## ASSIGNMENT
Look below for the line containing "#[derive(Debug, Clone, PartialEq, Eq)]"; from there through the line containing "pub enum ConfigError", both lines included, please set down each line exactly and nothing else.

## DATA
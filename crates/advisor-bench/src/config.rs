use advisor_bot::Answer;
use advisor_core::model::Sport;
use serde::Deserialize;
use std::collections::HashSet;
use std::fs::File;
use std::io::BufReader;
use std::path::{Path, PathBuf};
use thiserror::Error;
use tracing::Level;

const RUN_ID_ALLOWED: &str = "abcdefghijklmnopqrstuvwxyzABCDEFGHIJKLMNOPQRSTUVWXYZ0123456789._-";

/// Scripted dialogue run loaded from YAML.
#[derive(Debug, Clone, Deserialize, PartialEq)]
pub struct ScenarioConfig {
    pub run_id: String,
    pub scenarios: Vec<Scenario>,
    pub outputs: OutputsConfig,
    #[serde(default)]
    pub logging: LoggingConfig,
}

impl ScenarioConfig {
    /// Load configuration from a YAML file on disk.
    pub fn from_path(path: impl AsRef<Path>) -> Result<Self, ConfigError> {
        let path = path.as_ref();
        let path_buf = path.to_path_buf();
        let file = File::open(path).map_err(|source| ConfigError::Read {
            source,
            path: path_buf.clone(),
        })?;
        let reader = BufReader::new(file);
        let mut cfg: ScenarioConfig =
            serde_yaml::from_reader(reader).map_err(|source| ConfigError::Parse {
                source,
                path: path_buf.clone(),
            })?;
        cfg.validate().map_err(|source| ConfigError::Invalid {
            path: path_buf,
            source,
        })?;
        Ok(cfg)
    }

    /// Validate the configuration without performing I/O.
    pub fn validate(&mut self) -> Result<(), ValidationError> {
        validate_run_id(&self.run_id)?;
        self.outputs.validate(&self.run_id)?;
        self.logging.normalize();
        validate_scenarios(&self.scenarios)?;
        Ok(())
    }

    /// Resolve `{run_id}` placeholders into concrete paths.
    pub fn resolved_outputs(&self) -> ResolvedOutputs {
        ResolvedOutputs {
            jsonl: resolve_template(&self.run_id, &self.outputs.jsonl),
            summary_md: resolve_template(&self.run_id, &self.outputs.summary_md),
            decisions: self
                .outputs
                .decisions
                .as_deref()
                .map(|template| resolve_template(&self.run_id, template)),
        }
    }
}

/// One scripted conversation.
#[derive(Debug, Clone, Deserialize, PartialEq)]
pub struct Scenario {
    pub name: String,
    pub sport: String,
    #[serde(default)]
    pub answers: Vec<Answer>,
    #[serde(default)]
    pub expect: Option<Expectation>,
}

impl Scenario {
    /// Sport after validation; aliases such as "fútbol" are accepted.
    pub fn sport(&self) -> Result<Sport, ValidationError> {
        self.sport
            .parse()
            .map_err(|err: advisor_core::model::ParseSportError| ValidationError::InvalidField {
                field: format!("scenarios[{}].sport", self.name),
                message: err.to_string(),
            })
    }
}

/// Checks applied to the last turn of a scenario.
#[derive(Debug, Clone, Default, Deserialize, PartialEq)]
pub struct Expectation {
    #[serde(default)]
    pub is_final: Option<bool>,
    /// Localized label: "segura" or "arriesgada".
    #[serde(default)]
    pub label: Option<String>,
    #[serde(default)]
    pub next_fact: Option<String>,
    #[serde(default)]
    pub min_p_safe: Option<f64>,
    #[serde(default)]
    pub max_p_safe: Option<f64>,
}

impl Expectation {
    fn validate(&self, scenario: &str) -> Result<(), ValidationError> {
        for (label, value) in [("min_p_safe", self.min_p_safe), ("max_p_safe", self.max_p_safe)] {
            if let Some(value) = value {
                if !(0.0..=1.0).contains(&value) {
                    return Err(ValidationError::InvalidField {
                        field: format!("scenarios[{scenario}].expect.{label}"),
                        message: "probability must lie in [0, 1]".to_string(),
                    });
                }
            }
        }
        if let Some(label) = self.label.as_deref() {
            if !matches!(label, "segura" | "arriesgada") {
                return Err(ValidationError::InvalidField {
                    field: format!("scenarios[{scenario}].expect.label"),
                    message: format!("unknown label '{label}'; use 'segura' or 'arriesgada'"),
                });
            }
        }
        Ok(())
    }
}

/// Output artifact configuration.
#[derive(Debug, Clone, Deserialize, PartialEq)]
pub struct OutputsConfig {
    pub jsonl: String,
    pub summary_md: String,
    /// Decision telemetry export; skipped when absent.
    #[serde(default)]
    pub decisions: Option<String>,
}

impl OutputsConfig {
    fn validate(&self, run_id: &str) -> Result<(), ValidationError> {
        let mut entries = vec![
            ("outputs.jsonl", self.jsonl.as_str()),
            ("outputs.summary_md", self.summary_md.as_str()),
        ];
        if let Some(decisions) = self.decisions.as_deref() {
            entries.push(("outputs.decisions", decisions));
        }
        for (label, value) in entries {
            if value.trim().is_empty() {
                return Err(ValidationError::InvalidField {
                    field: label.to_string(),
                    message: "path must not be empty".to_string(),
                });
            }

            let resolved = resolve_template(run_id, value);
            if resolved.components().count() == 0 {
                return Err(ValidationError::InvalidField {
                    field: label.to_string(),
                    message: "resolved path is invalid".to_string(),
                });
            }
        }
        Ok(())
    }
}

/// Logging configuration defaults to disabled structured logs.
#[derive(Debug, Clone, Deserialize, PartialEq)]
pub struct LoggingConfig {
    #[serde(default)]
    pub enable_structured: bool,
    #[serde(default = "default_tracing_level")]
    pub tracing_level: String,
}

impl Default for LoggingConfig {
    fn default() -> Self {
        Self {
            enable_structured: false,
            tracing_level: default_tracing_level(),
        }
    }
}

impl LoggingConfig {
    fn normalize(&mut self) {
        if self.tracing_level.trim().is_empty() {
            self.tracing_level = default_tracing_level();
        }
    }

    pub fn level(&self) -> Option<Level> {
        match self.tracing_level.to_ascii_lowercase().as_str() {
            "trace" => Some(Level::TRACE),
            "debug" => Some(Level::DEBUG),
            "info" => Some(Level::INFO),
            "warn" | "warning" => Some(Level::WARN),
            "error" => Some(Level::ERROR),
            _ => None,
        }
    }
}

fn default_tracing_level() -> String {
    "info".to_string()
}

fn validate_run_id(run_id: &str) -> Result<(), ValidationError> {
    if run_id.trim().is_empty() {
        return Err(ValidationError::InvalidField {
            field: "run_id".to_string(),
            message: "run_id must not be empty".to_string(),
        });
    }

    if !run_id.chars().all(|c| RUN_ID_ALLOWED.contains(c)) {
        return Err(ValidationError::InvalidField {
            field: "run_id".to_string(),
            message: "run_id may only contain alphanumeric characters, '.', '_' or '-'".to_string(),
        });
    }

    Ok(())
}

fn validate_scenarios(scenarios: &[Scenario]) -> Result<(), ValidationError> {
    if scenarios.is_empty() {
        return Err(ValidationError::InvalidField {
            field: "scenarios".to_string(),
            message: "at least one scenario must be specified".to_string(),
        });
    }

    let mut seen = HashSet::new();
    for scenario in scenarios {
        if scenario.name.trim().is_empty() {
            return Err(ValidationError::InvalidField {
                field: "scenarios.name".to_string(),
                message: "scenario name must not be empty".to_string(),
            });
        }

        if !scenario.name.chars().all(|c| RUN_ID_ALLOWED.contains(c)) {
            return Err(ValidationError::InvalidField {
                field: format!("scenarios[{}].name", scenario.name),
                message: "scenario name contains invalid characters".to_string(),
            });
        }

        if !seen.insert(scenario.name.clone()) {
            return Err(ValidationError::InvalidField {
                field: "scenarios".to_string(),
                message: format!("scenario name '{}' defined more than once", scenario.name),
            });
        }

        scenario.sport()?;
        if let Some(expect) = scenario.expect.as_ref() {
            expect.validate(&scenario.name)?;
        }
    }

    Ok(())
}

fn resolve_template(run_id: &str, template: &str) -> PathBuf {
    let replaced = template.replace("{run_id}", run_id);
    PathBuf::from(replaced)
}

/// Fully resolved output paths.
#[derive(Debug, Clone, PartialEq, Eq)]
pub struct ResolvedOutputs {
    pub jsonl: PathBuf,
    pub summary_md: PathBuf,
    pub decisions: Option<PathBuf>,
}

/// Errors surfaced when loading configuration files.
#[derive(Debug, Error)]
pub enum ConfigError {
    #[error("failed to read config {path:?}: {source}")]
    Read {
        #[source]
        source: std::io::Error,
        path: PathBuf,
    },
    #[error("failed to parse config {path:?}: {source}")]
    Parse {
        #[source]
        source: serde_yaml::Error,
        path: PathBuf,
    },
    #[error("invalid configuration in {path:?}: {source}")]
    Invalid {
        path: PathBuf,
        source: ValidationError,
    },
}

impl ConfigError {
    pub fn path(&self) -> &Path {
        match self {
            ConfigError::Read { path, .. }
            | ConfigError::Parse { path, .. }
            | ConfigError::Invalid { path, .. } => path.as_path(),
        }
    }
}

/// Validation failures captured with contextual metadata.
#[derive(Debug, Error)]
pub enum ValidationError {
    #[error("{field}: {message}")]
    InvalidField { field: String, message: String },
}

#[cfg(test)]
mod tests {
    use super::*;

    const BASIC_YAML: &str = r#"
run_id: "smoke"
scenarios:
  - name: "soccer_first_question"
    sport: "soccer"
  - name: "basketball_partial"
    sport: "baloncesto"
    answers:
      - team_form: "bueno"
      - rest_days: "3"
    expect:
      next_fact: "player_injuries"
outputs:
  jsonl: "out/{run_id}/transcript.jsonl"
  summary_md: "out/{run_id}/summary.md"
logging:
  enable_structured: true
  tracing_level: "debug"
"#;

    #[test]
    fn loads_and_validates_basic_config() {
        let mut cfg: ScenarioConfig = serde_yaml::from_str(BASIC_YAML).expect("parse yaml");
        cfg.validate().expect("validate");

        assert_eq!(cfg.scenarios.len(), 2);
        assert_eq!(cfg.scenarios[1].answers[1], Answer::new("rest_days", "3"));
        assert_eq!(cfg.scenarios[1].sport().unwrap(), Sport::Basketball);
        assert_eq!(cfg.logging.level(), Some(Level::DEBUG));

        let outputs = cfg.resolved_outputs();
        assert_eq!(outputs.jsonl, PathBuf::from("out/smoke/transcript.jsonl"));
        assert_eq!(outputs.decisions, None);
    }

    #[test]
    fn rejects_unknown_sport() {
        let yaml = BASIC_YAML.replace("sport: \"soccer\"", "sport: \"tennis\"");
        let mut cfg: ScenarioConfig = serde_yaml::from_str(&yaml).expect("parse");
        let err = cfg.validate().expect_err("should fail");
        assert!(matches!(
            err,
            ValidationError::InvalidField { field, .. } if field == "scenarios[soccer_first_question].sport"
        ));
    }

    #[test]
    fn rejects_duplicate_scenarios() {
        let yaml = BASIC_YAML.replace("basketball_partial", "soccer_first_question");
        let mut cfg: ScenarioConfig = serde_yaml::from_str(&yaml).expect("parse");
        let err = cfg.validate().expect_err("duplicate scenarios should fail");
        assert!(matches!(
            err,
            ValidationError::InvalidField { field, .. } if field == "scenarios"
        ));
    }

    #[test]
    fn rejects_invalid_run_id() {
        let yaml = BASIC_YAML.replace("\"smoke\"", "\"smoke test\"");
        let mut cfg: ScenarioConfig = serde_yaml::from_str(&yaml).expect("parse");
        let err = cfg.validate().expect_err("invalid run id");
        assert!(matches!(
            err,
            ValidationError::InvalidField { field, .. } if field == "run_id"
        ));
    }

    #[test]
    fn rejects_out_of_range_expectation() {
        let yaml = BASIC_YAML.replace(
            "next_fact: \"player_injuries\"",
            "min_p_safe: 1.5",
        );
        let mut cfg: ScenarioConfig = serde_yaml::from_str(&yaml).expect("parse");
        assert!(cfg.validate().is_err());
    }

    #[test]
    fn multi_key_answer_fails_to_parse() {
        let yaml = BASIC_YAML.replace(
            "- team_form: \"bueno\"",
            "- team_form: \"bueno\"\n        rest_days: \"1\"",
        );
        assert!(serde_yaml::from_str::<ScenarioConfig>(&yaml).is_err());
    }

    #[test]
    fn decisions_output_resolves_template() {
        let yaml = BASIC_YAML.replace(
            "summary_md: \"out/{run_id}/summary.md\"",
            "summary_md: \"out/{run_id}/summary.md\"\n  decisions: \"out/{run_id}/{run_id}.decisions.jsonl\"",
        );
        let mut cfg: ScenarioConfig = serde_yaml::from_str(&yaml).expect("parse");
        cfg.validate().expect("valid");
        assert_eq!(
            cfg.resolved_outputs().decisions,
            Some(PathBuf::from("out/smoke/smoke.decisions.jsonl"))
        );
    }
}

## RESPONSE BELOW
#[derive(Debug, Clone, PartialEq, Eq)]
pub struct ResolvedOutputs {
    pub jsonl: PathBuf,
    pub summary_md: PathBuf,
    pub decisions: Option<PathBuf>,
}

/// Errors surfaced when loading configuration files.
#[derive(Debug, Error)]
pub enum ConfigError {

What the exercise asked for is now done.